The URLField form field's to_python() method used urlsplit() to determine whether to prepend a URL scheme to the submitted value. On Windows, urlsplit() performs NFKC normalization, which can be disproportionately slow for large inputs containing certain characters.

URLField.to_python() now uses a simplified scheme detection, avoiding Unicode normalization entirely and deferring URL validation to the appropriate layers. As a result, while leading and trailing whitespace is still stripped by default, characters such as newlines, tabs, and other control characters within the value are no longer handled by URLField.to_python(). When using the default URLValidator, these values will continue to raise ValidationError during validation, but if you rely on custom validators, ensure they do not depend on the previous behavior of URLField.to_python().

This issue has severity "moderate" according to the Django security policy.

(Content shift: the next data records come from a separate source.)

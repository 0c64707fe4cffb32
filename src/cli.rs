use std::path::PathBuf;

use clap::Parser;

#[derive(Parser)]
#[command(name = "podtail")]
#[command(about = "Follow structured logs of matching pods and containers as they come and go")]
pub struct Cli {
    /// YAML config file with pod/container rules (accept all pods if omitted)
    pub config: Option<PathBuf>,

    /// Namespace (overrides the config file)
    #[arg(short = 'n', long)]
    pub namespace: Option<String>,

    /// Kubeconfig context
    #[arg(long)]
    pub context: Option<String>,

    /// Look-back window in seconds for newly opened streams (overrides the config file)
    #[arg(long)]
    pub since: Option<i64>,

    /// Disable colored output
    #[arg(long)]
    pub no_color: bool,

    /// Enable verbose logging
    #[arg(short, long)]
    pub verbose: bool,
}
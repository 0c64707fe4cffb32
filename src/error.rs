use std::path::PathBuf;

/// Boxed error used at the cluster API seam so fakes and `kube` share one signature.
pub type BoxError = Box<dyn std::error::Error + Send + Sync + 'static>;

#[derive(Debug, thiserror::Error)]
pub enum Error {
    #[error("couldn't open config file {}, {source}", path.display())]
    ConfigRead {
        path: PathBuf,
        source: std::io::Error,
    },

    #[error("invalid config file {}, {source}", path.display())]
    ConfigParse {
        path: PathBuf,
        source: serde_yaml::Error,
    },

    #[error("invalid pattern {pattern:?}, {source}")]
    Pattern {
        pattern: String,
        source: regex::Error,
    },

    #[error("failed to create cluster client, {0}")]
    Client(#[source] BoxError),

    #[error("pod watch failed, {0}")]
    Subscription(#[source] BoxError),

    #[error("failed to read log stream, pod: {pod}, container: {container}, {source}")]
    StreamOpen {
        pod: String,
        container: String,
        source: BoxError,
    },
}

/// Outcome of decoding a single log line.
///
/// `NotJson` is the expected result for plain-text emitters and is rendered verbatim;
/// the other variants surface as a short diagnostic.
#[derive(Debug, thiserror::Error)]
pub enum ParseError {
    #[error("not-json")]
    NotJson,

    #[error("failed to parse date in field {field:?}: {reason}")]
    Timestamp { field: String, reason: String },

    #[error("failed to parse message, field {field:?} {reason}")]
    Structure { field: String, reason: &'static str },
}
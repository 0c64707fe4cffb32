use std::fmt::Write as _;
use std::sync::Arc;

use chrono::SecondsFormat;
use crossterm::style::Color;

use crate::console::Console;
use crate::error::ParseError;
use crate::parser::Parser;
use crate::theme::Theme;
use crate::types::{Message, Target};

const SEPARATOR: &str = "----------------------------------------";

/// Renders the lines of one target.
pub struct Receiver {
    tag: String,
    tag_color: Color,
    fields_order: Vec<Vec<String>>,
    show_all: bool,
    parser: Parser,
    theme: Arc<Theme>,
    console: Console,
}

impl Receiver {
    pub fn new(
        target: &Target,
        color_index: usize,
        parser: Parser,
        theme: Arc<Theme>,
        console: Console,
    ) -> Self {
        let rule = target.rule.clone().unwrap_or_default();
        Self {
            tag: format!("{}:{}", target.pod_name, target.container_name),
            tag_color: theme.target_color(color_index),
            fields_order: rule.fields_order,
            show_all: rule.show_all,
            parser,
            theme,
            console,
        }
    }

    pub fn receive(&self, line: &str) {
        let block = match self.parser.parse_line(line) {
            Ok(msg) => self.render_message(msg),
            Err(ParseError::NotJson) => self.render_raw(line),
            Err(e) => format!("-> {}\n", e),
        };
        self.console.write_block(&block);
    }

    pub fn connected(&self) {
        self.console.write_block(&self.render_raw("connected"));
    }

    /// End-of-stream notice for this target.
    pub fn close(&self) {
        let block = format!(
            "{} {}\n{}\n",
            self.theme.paint_bold(&self.tag, self.tag_color),
            self.theme.paint("closed", self.tag_color),
            SEPARATOR
        );
        self.console.write_block(&block);
    }

    fn render_raw(&self, line: &str) -> String {
        format!(
            "{} {}\n{}\n",
            self.theme.paint_bold(&self.tag, self.tag_color),
            line,
            SEPARATOR
        )
    }

    fn render_message(&self, mut msg: Message) -> String {
        let style = self.theme.severity(msg.severity);
        let mut out = String::new();

        let headline = match msg.timestamp {
            Some(ts) => format!(
                "{} {}",
                ts.to_rfc3339_opts(SecondsFormat::Millis, true),
                msg.text
            ),
            None => msg.text.clone(),
        };
        let _ = writeln!(
            out,
            "{} {}",
            self.theme.paint_bold(&self.tag, self.tag_color),
            self.theme.paint(&headline, style.primary)
        );

        for group in &self.fields_order {
            let mut pairs = Vec::new();
            for key in group {
                if let Some(value) = msg.data.remove(key) {
                    pairs.push(self.pair(key, value.trim(), style.key, style.secondary));
                }
            }
            if !pairs.is_empty() {
                let _ = writeln!(out, "{}", pairs.join(" "));
            }
        }

        if self.show_all {
            let rest: Vec<_> = msg
                .data
                .iter()
                .filter(|(_, v)| !v.trim().is_empty())
                .map(|(k, v)| self.pair(k, v.trim(), style.key, style.secondary))
                .collect();
            if !rest.is_empty() {
                let _ = writeln!(out, "{}", rest.join(" "));
            }
        }

        out.push_str(SEPARATOR);
        out.push('\n');
        out
    }

    fn pair(&self, key: &str, value: &str, key_color: Color, value_color: Color) -> String {
        format!(
            "{} {}",
            self.theme.paint(&format!("{}:", key), key_color),
            self.theme.paint(value, value_color)
        )
    }
}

CVE-2026-25674: Potential incorrect permissions on newly created file system objects¶

Django's file-system storage and file-based cache backends used the process umask to control permissions when creating directories. In multi-threaded environments, one thread's temporary umask change can affect other threads' file and directory creation, resulting in file system objects being created with unintended permissions.

Django now applies the requested permissions via chmod() after mkdir(), removing the dependency on the process-wide umask.

根据 Django 安全政策，这个问题的严重性为“低”。

漏洞修复¶

• Fixed NameError when inspecting functions making use of deferred annotations in Python 3.14 (#36903).